Now he appealed to Morse.  “If they get me, will you try to save Miss McRae?  This fellow West is a devil, I hear.”

The officer caught a gleam of hot red eyes.  “I’ll ’tend to that.  We’ll mix first, him ‘n’ me.  Question now is, do I get a gun?”

“What for?”

“Didn’t you hear him make his brags about what he was gonna do to me?  If there’s shootin’ I’m in on it, ain’t I?”

“No.  You’re a prisoner.  I can’t arm you unless your life is in danger.”

West pulled up his horse about sixty yards from the rocks.  He shouted a profane order.  The purport of it was that Beresford had better come out with his hands up if he didn’t want to be dragged out by a rope around his neck.  The man’s speech crackled with oaths and obscenity.

The constable stepped into the open a few yards.  “What do you want?” he asked.

“You.”  The whiskey-runner screamed it in a sudden gust of passion.  “Think you can make a fool of Bully West?  Think you can bust up our cargo an’ get away with it?  I’ll show you where you head in at.”

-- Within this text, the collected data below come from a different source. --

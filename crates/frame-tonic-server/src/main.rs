#![doc = include_str!("../README.md")]

mod server;

use clap::Parser;
use server::config::{CliArgs, HostConfig};
use server::host::ServiceHost;
use server::telemetry::init_telemetry;

// Using mimalloc for better performance under contention, especially in musl
// environments.
#[global_allocator]
static GLOBAL: mimalloc::MiMalloc = mimalloc::MiMalloc;

#[tokio::main]
async fn main() -> anyhow::Result<()> {
    // Load from .env
    let _ = dotenvy::dotenv();
    let args = CliArgs::parse();
    let config = HostConfig::try_from(args)?;

    let providers = init_telemetry()?;

    log_startup_info(&config);

    // Only the host decides how the process ends: a listener failure comes
    // back as an error here and becomes exit status 1 once telemetry is
    // flushed.
    let outcome = ServiceHost::new(config).run().await;
    providers.shutdown();
    outcome?;

    #[cfg(feature = "tracing")]
    tracing::info!("Service host stopped");
    Ok(())
}

fn log_startup_info(_config: &HostConfig) {
    if cfg!(debug_assertions) {
        #[cfg(feature = "tracing")]
        tracing::info!("Starting frame service host with config: {:#?}", _config);
    } else {
        #[cfg(feature = "tracing")]
        tracing::info!(
            "Starting frame service host (rpc: {}, health: {})",
            _config.rpc.addr,
            _config.health.addr
        );
    }
}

“Don’t make any mistake, West,” advised the officer, his voice cold as the splash of ice-water.  “Three of us are here, all with rifles, all dead shots.  If you attack us, some of you are going to get killed.”

“Tha’s a lie.  You’re alone—­except for Tom Morse, an’ he ain’t fool enough to fight to go to jail.  I’ve got you where I want you.”  West swung from the saddle and came straddling forward.  In the uncertain light he looked more like some misbegotten ogre than a human being.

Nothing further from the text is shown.